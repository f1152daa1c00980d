use std::sync::LazyLock;

use regex::Regex;

static EMAIL: LazyLock<Regex> = LazyLock::new(|| {
    Regex::new(r"^[A-Za-z0-9._%+\-]+@[A-Za-z0-9.\-]+\.[A-Za-z]{2,}$").expect("static regex")
});

static HOTEL_URL: LazyLock<Regex> = LazyLock::new(|| {
    Regex::new(r"^https://www\.tripadvisor\.[a-z.]{2,}/Hotel_Review-g\d+-d\d+-Reviews-[\w%][\w\-%]*\.html$")
        .expect("static regex")
});

static HOTEL_NAME: LazyLock<Regex> =
    LazyLock::new(|| Regex::new(r"-Reviews-([^-./]+)").expect("static regex"));

/// Checks applied to user input before a request is dispatched.
///
/// Implementations must be pure and total.
pub trait Validator: Send + Sync + 'static {
    fn is_valid_email(&self, email: &str) -> bool;
    fn is_valid_target_url(&self, url: &str) -> bool;
    /// Display name of the target; empty when the URL carries none.
    fn extract_target_name(&self, url: &str) -> String;
}

/// Validator for TripAdvisor hotel review pages.
#[derive(Debug, Clone, Copy, Default)]
pub struct TripAdvisorValidator;

impl Validator for TripAdvisorValidator {
    fn is_valid_email(&self, email: &str) -> bool {
        EMAIL.is_match(email.trim())
    }

    fn is_valid_target_url(&self, url: &str) -> bool {
        HOTEL_URL.is_match(url.trim())
    }

    fn extract_target_name(&self, url: &str) -> String {
        HOTEL_NAME
            .captures(url)
            .and_then(|c| c.get(1))
            .map(|m| m.as_str().to_string())
            .unwrap_or_default()
    }
}

#[cfg(test)]
mod tests {
    use super::*;

    const URL: &str = "https://www.tripadvisor.com/Hotel_Review-g188107-d231860-Reviews-Beau_Rivage_Palace-Lausanne_Canton_of_Vaud.html";

    #[test]
    fn emails() {
        let v = TripAdvisorValidator;
        assert!(v.is_valid_email("someone@example.com"));
        assert!(v.is_valid_email(" first.last+tag@sub.example.ch "));
        assert!(!v.is_valid_email("someone@"));
        assert!(!v.is_valid_email("no-at-sign.example.com"));
        assert!(!v.is_valid_email(""));
    }

    #[test]
    fn hotel_urls() {
        let v = TripAdvisorValidator;
        assert!(v.is_valid_target_url(URL));
        assert!(v.is_valid_target_url(
            "https://www.tripadvisor.co.uk/Hotel_Review-g1-d2-Reviews-Some_Inn-Town.html"
        ));
        assert!(!v.is_valid_target_url(
            "https://www.tripadvisor.com/Restaurant_Review-g1-d2-Reviews-X-Y.html"
        ));
        assert!(!v.is_valid_target_url("http://www.tripadvisor.com/Hotel_Review-g1-d2-Reviews-X.html"));
        assert!(!v.is_valid_target_url("https://evil.test/Hotel_Review-g1-d2-Reviews-X.html"));
    }

    #[test]
    fn every_accepted_url_yields_a_name() {
        let v = TripAdvisorValidator;
        let dashed = "https://www.tripadvisor.com/Hotel_Review-g1-d2-Reviews--X.html";
        assert!(!v.is_valid_target_url(dashed));
        assert_eq!(v.extract_target_name(dashed), "");

        for url in [
            URL,
            "https://www.tripadvisor.com/Hotel_Review-g1-d2-Reviews-X.html",
            "https://www.tripadvisor.com/Hotel_Review-g1-d2-Reviews-Caf%C3%A9-Bern.html",
        ] {
            assert!(v.is_valid_target_url(url), "{url}");
            assert!(!v.extract_target_name(url).is_empty(), "{url}");
        }
    }

    #[test]
    fn hotel_name_is_segment_after_reviews() {
        let v = TripAdvisorValidator;
        assert_eq!(v.extract_target_name(URL), "Beau_Rivage_Palace");
        assert_eq!(
            v.extract_target_name("https://www.tripadvisor.com/Hotel_Review-g1-d2-Reviews-Solo.html"),
            "Solo"
        );
        assert_eq!(v.extract_target_name("https://www.tripadvisor.com/"), "");
    }
}
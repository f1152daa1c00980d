use std::sync::Arc;

use pvx_model::{ProvisionOutcome, Rejection};

use crate::error::CoreError;

/// Terminal state of one provisioning request, for metrics classification.
#[derive(Debug, Clone, Copy, PartialEq, Eq)]
pub enum ProvisionVerdict {
    Provisioned,
    Busy,
    NoProxy,
    Invalid,
    Failed,
    Canceled,
}

impl ProvisionVerdict {
    /// Classify the result of [`crate::Provisioner::provision`].
    pub fn of(result: &Result<ProvisionOutcome, CoreError>) -> Self {
        match result {
            Ok(ProvisionOutcome::Provisioned(_)) => ProvisionVerdict::Provisioned,
            Ok(ProvisionOutcome::Rejected(Rejection::Busy { .. })) => ProvisionVerdict::Busy,
            Ok(ProvisionOutcome::Rejected(Rejection::NoProxy)) => ProvisionVerdict::NoProxy,
            Ok(ProvisionOutcome::Rejected(Rejection::InvalidRequest)) => ProvisionVerdict::Invalid,
            Err(CoreError::Canceled) => ProvisionVerdict::Canceled,
            Err(_) => ProvisionVerdict::Failed,
        }
    }

    #[inline]
    pub fn as_label(&self) -> &'static str {
        match self {
            ProvisionVerdict::Provisioned => "provisioned",
            ProvisionVerdict::Busy => "busy",
            ProvisionVerdict::NoProxy => "no_proxy",
            ProvisionVerdict::Invalid => "invalid",
            ProvisionVerdict::Failed => "failed",
            ProvisionVerdict::Canceled => "canceled",
        }
    }
}

/// Lease lifecycle events.
#[derive(Debug, Clone, Copy, PartialEq, Eq)]
pub enum LeaseEvent {
    /// A proxy was claimed.
    Acquired,
    /// Every proxy was already claimed (or none was running).
    Exhausted,
    /// A release was issued.
    Released,
}

impl LeaseEvent {
    #[inline]
    pub fn as_label(&self) -> &'static str {
        match self {
            LeaseEvent::Acquired => "acquired",
            LeaseEvent::Exhausted => "exhausted",
            LeaseEvent::Released => "released",
        }
    }
}

/// Backend metrics collection interface.
pub trait MetricsBackend: Send + Sync + 'static {
    /// Called when a provisioning request starts executing.
    fn record_provision_started(&self);
    /// Called once per request with its terminal verdict and wall time.
    fn record_provision_completed(&self, verdict: ProvisionVerdict, duration_ms: u64);
    /// Called on every acquire/release outcome.
    fn record_lease(&self, event: LeaseEvent);
    /// Called when the runtime rejects an operation.
    ///
    /// `operation` is one of [`crate::GatewayError::operation`].
    fn record_gateway_error(&self, operation: &str);
}

/// Shared handle to a metrics backend.
pub type MetricsHandle = Arc<dyn MetricsBackend>;

#[cfg(test)]
mod tests {
    use super::*;
    use crate::gateway::GatewayError;

    #[test]
    fn verdict_classifies_results() {
        let busy = Ok(ProvisionOutcome::Rejected(Rejection::Busy {
            running: 5,
            ceiling: 5,
        }));
        assert_eq!(ProvisionVerdict::of(&busy), ProvisionVerdict::Busy);

        let no_proxy = Ok(ProvisionOutcome::Rejected(Rejection::NoProxy));
        assert_eq!(ProvisionVerdict::of(&no_proxy), ProvisionVerdict::NoProxy);

        let failed = Err(CoreError::Gateway(GatewayError::CreateFailed("boom".into())));
        assert_eq!(ProvisionVerdict::of(&failed), ProvisionVerdict::Failed);

        let canceled = Err(CoreError::Canceled);
        assert_eq!(ProvisionVerdict::of(&canceled).as_label(), "canceled");
    }
}
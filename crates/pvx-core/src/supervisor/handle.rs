use tokio::sync::oneshot;
use tokio_util::sync::CancellationToken;
use uuid::Uuid;

use pvx_model::ProvisionOutcome;

use crate::error::CoreError;

pub(crate) type ResultTx = oneshot::Sender<Result<ProvisionOutcome, CoreError>>;
pub(crate) type ResultRx = oneshot::Receiver<Result<ProvisionOutcome, CoreError>>;

/// Caller side of a dispatched provisioning request.
#[derive(Debug)]
pub struct ProvisionHandle {
    request_id: Uuid,
    task: String,
    cancel: CancellationToken,
    rx: ResultRx,
}

impl ProvisionHandle {
    pub(crate) fn new(request_id: Uuid, task: String, cancel: CancellationToken, rx: ResultRx) -> Self {
        Self {
            request_id,
            task,
            cancel,
            rx,
        }
    }

    pub fn request_id(&self) -> Uuid {
        self.request_id
    }

    /// Name of the supervisor task running the request.
    pub fn task(&self) -> &str {
        &self.task
    }

    /// Ask the request not to start. Has no effect once provisioning is under way.
    pub fn cancel(&self) {
        self.cancel.cancel();
    }

    /// Wait for the terminal state.
    pub async fn wait(self) -> Result<ProvisionOutcome, CoreError> {
        self.rx
            .await
            .map_err(|_| CoreError::Supervisor(format!("task {} dropped its result", self.task)))?
    }
}
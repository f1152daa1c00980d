use std::path::PathBuf;

use clap::{Parser, Subcommand};

#[derive(Debug, Parser)]
#[command(name = "pvx-agentd", version, about = "Provision scraper workers behind leased VPN proxies")]
pub struct Cli {
    /// TOML configuration file.
    #[arg(short, long, global = true, value_name = "FILE")]
    pub config: Option<PathBuf>,

    /// Print collected metrics in Prometheus text format before exiting.
    #[arg(long, global = true)]
    pub metrics: bool,

    #[command(subcommand)]
    pub command: Command,
}

#[derive(Debug, Clone, PartialEq, Eq, Subcommand)]
pub enum Command {
    /// Submit a hotel scrape request.
    Provision {
        #[arg(long)]
        url: String,
        #[arg(long)]
        email: String,
        /// Print the terminal outcome of the request.
        #[arg(long)]
        wait: bool,
    },
    /// List running workers.
    Workers,
    /// List running proxies.
    Proxies,
    /// Hand a proxy back to the pool once its worker is done.
    Release { proxy_id: String },
    /// Force-remove a container and its volumes.
    Remove { container_id: String },
    /// Follow the output of a container.
    Logs { container_id: String },
    /// Pull the configured worker image.
    Pull,
    /// Size of the result file inside a worker.
    ResultSize { container_id: String },
}

#[cfg(test)]
mod tests {
    use super::*;

    #[test]
    fn parses_provision() {
        let cli = Cli::try_parse_from([
            "pvx-agentd",
            "--config",
            "/etc/pvx.toml",
            "provision",
            "--url",
            "https://www.tripadvisor.com/Hotel_Review-g1-d2-Reviews-X.html",
            "--email",
            "a@b.ch",
            "--wait",
        ])
        .unwrap();

        assert_eq!(cli.config, Some(PathBuf::from("/etc/pvx.toml")));
        assert!(matches!(cli.command, Command::Provision { wait: true, .. }));
    }

    #[test]
    fn subcommands_are_kebab_case() {
        let cli = Cli::try_parse_from(["pvx-agentd", "result-size", "0123456789ab", "--metrics"]).unwrap();
        assert!(cli.metrics);
        assert_eq!(
            cli.command,
            Command::ResultSize {
                container_id: "0123456789ab".into()
            }
        );
    }

    #[test]
    fn release_requires_an_id() {
        assert!(Cli::try_parse_from(["pvx-agentd", "release"]).is_err());
    }
}
use std::collections::BTreeMap;

use bollard::{errors::Error as DockerError, models::ContainerSummary};

use pvx_core::{GatewayError, RawContainer};
use pvx_model::Labels;

/// Byte range of the octal size field in a ustar header.
const TAR_SIZE_FIELD: std::ops::Range<usize> = 124..136;

/// Project a Docker summary onto the runtime-neutral shape. Summaries without an id are dropped.
pub fn to_raw_container(summary: ContainerSummary) -> Option<RawContainer> {
    let id = summary.id?;
    let labels = summary.labels.map(Labels::from).unwrap_or_default();
    let networks: BTreeMap<String, String> = summary
        .network_settings
        .and_then(|ns| ns.networks)
        .unwrap_or_default()
        .into_iter()
        .filter_map(|(name, ep)| ep.ip_address.map(|ip| (name, ip)))
        .collect();

    Some(RawContainer {
        id,
        labels,
        networks,
    })
}

/// Size recorded in the first header of a tar archive.
pub fn size_from_tar_header(header: &[u8]) -> Option<u64> {
    let field = header.get(TAR_SIZE_FIELD)?;
    let text = std::str::from_utf8(field).ok()?;
    let digits = text.trim_matches(|c: char| c == '\0' || c.is_ascii_whitespace());
    if digits.is_empty() {
        return None;
    }
    u64::from_str_radix(digits, 8).ok()
}

pub(crate) fn is_not_found(err: &DockerError) -> bool {
    matches!(err, DockerError::DockerResponseServerError { status_code: 404, .. })
}

/// Daemon rejections become the operation error; anything else means the daemon is unreachable.
pub(crate) fn map_err<F>(err: DockerError, op: F) -> GatewayError
where
    F: FnOnce(String) -> GatewayError,
{
    match err {
        DockerError::DockerResponseServerError { status_code, message } => {
            op(format!("{status_code}: {message}"))
        }
        other => GatewayError::RuntimeUnavailable(other.to_string()),
    }
}
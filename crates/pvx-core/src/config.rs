use serde::{Deserialize, Serialize};

use pvx_model::PROXY_NETWORK;

/// Tunables of the provisioning engine.
///
/// Every field has a default, so a partial TOML/JSON document is enough.
#[derive(Debug, Clone, PartialEq, Eq, Serialize, Deserialize)]
#[serde(default)]
pub struct ProvisionerConfig {
    /// Worker image reference.
    pub image: String,
    /// Admission ceiling: maximum number of running workers.
    pub max_workers: usize,
    /// Value of `CONCURRENCY` passed to workers.
    pub concurrency: u32,
    /// Network proxies and workers share.
    pub proxy_network: String,
    /// Path of the log viewer, used to build worker log references.
    pub log_viewer_path: String,
    /// Public base URL under which workers upload their result files.
    pub storage_base_url: String,
    /// Location of the result file inside a worker.
    pub result_path: String,
}

impl Default for ProvisionerConfig {
    fn default() -> Self {
        Self {
            image: "ghcr.io/algo7/tripadvisor-review-scraper/scraper:latest".to_string(),
            max_workers: 5,
            concurrency: 2,
            proxy_network: PROXY_NETWORK.to_string(),
            log_viewer_path: "/logs-viewer".to_string(),
            storage_base_url: "https://storage.algo7.tools/reviews/".to_string(),
            result_path: "/usr/src/app/reviews.csv".to_string(),
        }
    }
}
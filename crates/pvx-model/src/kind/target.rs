use std::{fmt, str::FromStr};

use serde::{Deserialize, Serialize};

use crate::error::{ModelError, ModelResult};

/// Kind of page a worker scrapes.
///
/// Each variant maps to its own pair of environment variables (`<TYPE>_URL`, `<TYPE>_NAME`)
/// and to the `SCRAPE_MODE` value understood by the worker image.
#[derive(Clone, Copy, Debug, PartialEq, Eq, Hash, Serialize, Deserialize)]
#[serde(rename_all = "UPPERCASE")]
pub enum TargetType {
    Hotel,
    Resto,
    Airline,
}

impl TargetType {
    /// Value of `SCRAPE_MODE` for this target.
    pub const fn as_str(&self) -> &'static str {
        match self {
            TargetType::Hotel => "HOTEL",
            TargetType::Resto => "RESTO",
            TargetType::Airline => "AIRLINE",
        }
    }

    /// Environment variable carrying the target URL.
    pub const fn url_var(&self) -> &'static str {
        match self {
            TargetType::Hotel => "HOTEL_URL",
            TargetType::Resto => "RESTO_URL",
            TargetType::Airline => "AIRLINE_URL",
        }
    }

    /// Environment variable carrying the target display name.
    pub const fn name_var(&self) -> &'static str {
        match self {
            TargetType::Hotel => "HOTEL_NAME",
            TargetType::Resto => "RESTO_NAME",
            TargetType::Airline => "AIRLINE_NAME",
        }
    }
}

impl FromStr for TargetType {
    type Err = ModelError;
    fn from_str(s: &str) -> ModelResult<Self> {
        match s.trim().to_ascii_uppercase().as_str() {
            "HOTEL" => Ok(TargetType::Hotel),
            "RESTO" => Ok(TargetType::Resto),
            "AIRLINE" => Ok(TargetType::Airline),
            _ => Err(ModelError::InvalidTargetType(s.to_string())),
        }
    }
}

impl fmt::Display for TargetType {
    fn fmt(&self, f: &mut fmt::Formatter<'_>) -> fmt::Result {
        f.write_str(self.as_str())
    }
}
//! Role classification of running containers.
//!
//! Label string matching happens here and nowhere else: everything downstream works
//! with [`ContainerRecord`] variants.
use std::sync::Arc;

use tracing::{debug, instrument, trace};

use pvx_model::{
    ContainerRecord, LABEL_TARGET, LABEL_TASK_OWNER, LABEL_VPN_HTTP_PORT, LABEL_VPN_REGION,
    LABEL_VPN_SOCKS_PORT, Labels, ModelError, PROXY_OWNER, ProxyEndpoint, RecordRole, Role,
    WorkerInfo, short_id,
};

use crate::{
    config::ProvisionerConfig,
    error::CoreError,
    gateway::{RawContainer, RuntimeGateway},
};

/// Read-only projection of the runtime, re-fetched on every call.
#[derive(Clone)]
pub struct RegistryView {
    gateway: Arc<dyn RuntimeGateway>,
    network: String,
    log_viewer_path: String,
}

impl RegistryView {
    pub fn new(gateway: Arc<dyn RuntimeGateway>, cfg: &ProvisionerConfig) -> Self {
        Self {
            gateway,
            network: cfg.proxy_network.clone(),
            log_viewer_path: cfg.log_viewer_path.clone(),
        }
    }

    pub fn gateway(&self) -> &Arc<dyn RuntimeGateway> {
        &self.gateway
    }

    /// Role implied by the `TaskOwner` label, `None` for unrelated containers.
    pub fn role_of(labels: &Labels) -> Option<Role> {
        match labels.get_non_empty(LABEL_TASK_OWNER)? {
            PROXY_OWNER => Some(Role::Proxy),
            _ => Some(Role::Worker),
        }
    }

    /// Running containers of the given role, in runtime order.
    #[instrument(level = "debug", skip(self, role), fields(role = %role))]
    pub async fn list_by_role(&self, role: Role) -> Result<Vec<ContainerRecord>, CoreError> {
        let raw = self.gateway.list_containers().await?;
        trace!(total = raw.len(), "listed running containers");

        let mut out = Vec::new();
        for container in &raw {
            if Self::role_of(&container.labels) != Some(role) {
                continue;
            }
            out.push(self.classify(container, role)?);
        }
        debug!(matched = out.len(), "containers classified");
        Ok(out)
    }

    /// Like [`RegistryView::list_by_role`] with the role given as text.
    pub async fn list_by_role_name(&self, role: &str) -> Result<Vec<ContainerRecord>, CoreError> {
        let role = role.parse::<Role>()?;
        self.list_by_role(role).await
    }

    /// Number of running workers; the admission gate.
    pub async fn count_workers(&self) -> Result<usize, CoreError> {
        let raw = self.gateway.list_containers().await?;
        Ok(raw
            .iter()
            .filter(|c| Self::role_of(&c.labels) == Some(Role::Worker))
            .count())
    }

    /// Build the typed record of a container already known to have `role`.
    pub fn classify(&self, raw: &RawContainer, role: Role) -> Result<ContainerRecord, CoreError> {
        let id = short_id(&raw.id);
        let role = match role {
            Role::Worker => RecordRole::Worker(self.worker_info(&id, &raw.labels)),
            Role::Proxy => RecordRole::Proxy(self.proxy_endpoint(&id, raw)?),
        };
        Ok(ContainerRecord { id, role })
    }

    fn worker_info(&self, id: &str, labels: &Labels) -> WorkerInfo {
        let label = |key| labels.get(key).unwrap_or_default().to_string();
        WorkerInfo {
            owner: label(LABEL_TASK_OWNER),
            target: label(LABEL_TARGET),
            region: label(LABEL_VPN_REGION),
            log_url: format!("{}?container_id={id}", self.log_viewer_path),
        }
    }

    fn proxy_endpoint(&self, id: &str, raw: &RawContainer) -> Result<ProxyEndpoint, CoreError> {
        let address = raw
            .networks
            .get(&self.network)
            .filter(|ip| !ip.is_empty())
            .ok_or_else(|| CoreError::MissingNetwork {
                container: id.to_string(),
                network: self.network.clone(),
            })?;

        let socks = raw
            .labels
            .get_non_empty(LABEL_VPN_SOCKS_PORT)
            .ok_or_else(|| CoreError::MissingLabel {
                container: id.to_string(),
                label: LABEL_VPN_SOCKS_PORT,
            })?;

        let http_port = raw
            .labels
            .get_non_empty(LABEL_VPN_HTTP_PORT)
            .map(|v| parse_port(LABEL_VPN_HTTP_PORT, v))
            .transpose()?;

        Ok(ProxyEndpoint {
            address: address.clone(),
            socks_port: parse_port(LABEL_VPN_SOCKS_PORT, socks)?,
            http_port,
            region: raw.labels.get(LABEL_VPN_REGION).unwrap_or_default().to_string(),
        })
    }
}

fn parse_port(label: &'static str, value: &str) -> Result<u16, ModelError> {
    value.trim().parse().map_err(|_| ModelError::InvalidPort {
        label,
        value: value.to_string(),
    })
}

#[cfg(test)]
mod tests {
    use super::*;
    use crate::testkit::{StubGateway, proxy, unrelated, worker};

    fn view(gw: StubGateway) -> RegistryView {
        RegistryView::new(Arc::new(gw), &ProvisionerConfig::default())
    }

    #[test]
    fn role_of_is_total() {
        let mut labels = Labels::new();
        assert_eq!(RegistryView::role_of(&labels), None);

        labels.insert(LABEL_TASK_OWNER, "");
        assert_eq!(RegistryView::role_of(&labels), None);

        labels.insert(LABEL_TASK_OWNER, PROXY_OWNER);
        assert_eq!(RegistryView::role_of(&labels), Some(Role::Proxy));

        labels.insert(LABEL_TASK_OWNER, "some-request");
        assert_eq!(RegistryView::role_of(&labels), Some(Role::Worker));
    }

    #[tokio::test]
    async fn splits_containers_by_role() {
        let gw = StubGateway::new(vec![
            worker("aaaaaaaaaaaaffff", "req-1"),
            proxy("bbbbbbbbbbbbffff", "10.0.0.5", 1080),
            unrelated("cccccccccccc"),
            worker("dddddddddddd", "req-2"),
        ]);
        let view = view(gw);

        let workers = view.list_by_role(Role::Worker).await.unwrap();
        let ids: Vec<_> = workers.iter().map(|r| r.id.as_str()).collect();
        assert_eq!(ids, ["aaaaaaaaaaaa", "dddddddddddd"]);
        let w = workers[0].as_worker().unwrap();
        assert_eq!(w.owner, "req-1");
        assert_eq!(w.log_url, "/logs-viewer?container_id=aaaaaaaaaaaa");

        let proxies = view.list_by_role(Role::Proxy).await.unwrap();
        assert_eq!(proxies.len(), 1);
        assert_eq!(proxies[0].id, "bbbbbbbbbbbb");
        let p = proxies[0].as_proxy().unwrap();
        assert_eq!(p.address, "10.0.0.5");
        assert_eq!(p.socks_port, 1080);

        assert_eq!(view.count_workers().await.unwrap(), 2);
    }

    #[tokio::test]
    async fn proxy_without_network_fails_loudly() {
        let mut bad = proxy("bbbbbbbbbbbb", "10.0.0.5", 1080);
        bad.networks.clear();
        let view = view(StubGateway::new(vec![bad, worker("aaaaaaaaaaaa", "req")]));

        let err = view.list_by_role(Role::Proxy).await.unwrap_err();
        assert!(matches!(err, CoreError::MissingNetwork { ref network, .. } if network == "scraper_vpn"));

        assert_eq!(view.list_by_role(Role::Worker).await.unwrap().len(), 1);
    }

    #[tokio::test]
    async fn proxy_port_labels_are_validated() {
        let mut missing = proxy("bbbbbbbbbbbb", "10.0.0.5", 1080);
        missing.labels = [(LABEL_TASK_OWNER, PROXY_OWNER)].into_iter().collect();
        let err = view(StubGateway::new(vec![missing]))
            .list_by_role(Role::Proxy)
            .await
            .unwrap_err();
        assert!(matches!(err, CoreError::MissingLabel { label: LABEL_VPN_SOCKS_PORT, .. }));

        let mut garbage = proxy("bbbbbbbbbbbb", "10.0.0.5", 1080);
        garbage.labels.insert(LABEL_VPN_HTTP_PORT, "http");
        let err = view(StubGateway::new(vec![garbage]))
            .list_by_role(Role::Proxy)
            .await
            .unwrap_err();
        assert!(matches!(err, CoreError::Model(ModelError::InvalidPort { .. })));
    }

    #[tokio::test]
    async fn unknown_role_name_is_rejected() {
        let view = view(StubGateway::new(Vec::new()));
        let err = view.list_by_role_name("vpn").await.unwrap_err();
        assert!(matches!(err, CoreError::Model(ModelError::InvalidRole(_))));
    }
}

* * *

» WORK REQUEST: Could you restate word for word the lines above from the one containing "let busy = Ok(ProvisionOutcome::Rejected(Rejection::Busy" through the one containing "use tokio::sync::oneshot;", both included, and nothing else?

» TASK RESULT:
        let busy = Ok(ProvisionOutcome::Rejected(Rejection::Busy {
            running: 5,
            ceiling: 5,
        }));
        assert_eq!(ProvisionVerdict::of(&busy), ProvisionVerdict::Busy);

        let no_proxy = Ok(ProvisionOutcome::Rejected(Rejection::NoProxy));
        assert_eq!(ProvisionVerdict::of(&no_proxy), ProvisionVerdict::NoProxy);

        let failed = Err(CoreError::Gateway(GatewayError::CreateFailed("boom".into())));
        assert_eq!(ProvisionVerdict::of(&failed), ProvisionVerdict::Failed);

        let canceled = Err(CoreError::Canceled);
        assert_eq!(ProvisionVerdict::of(&canceled).as_label(), "canceled");
    }
}
filename crates/pvx-core/src/supervisor/handle.rs
use tokio::sync::oneshot;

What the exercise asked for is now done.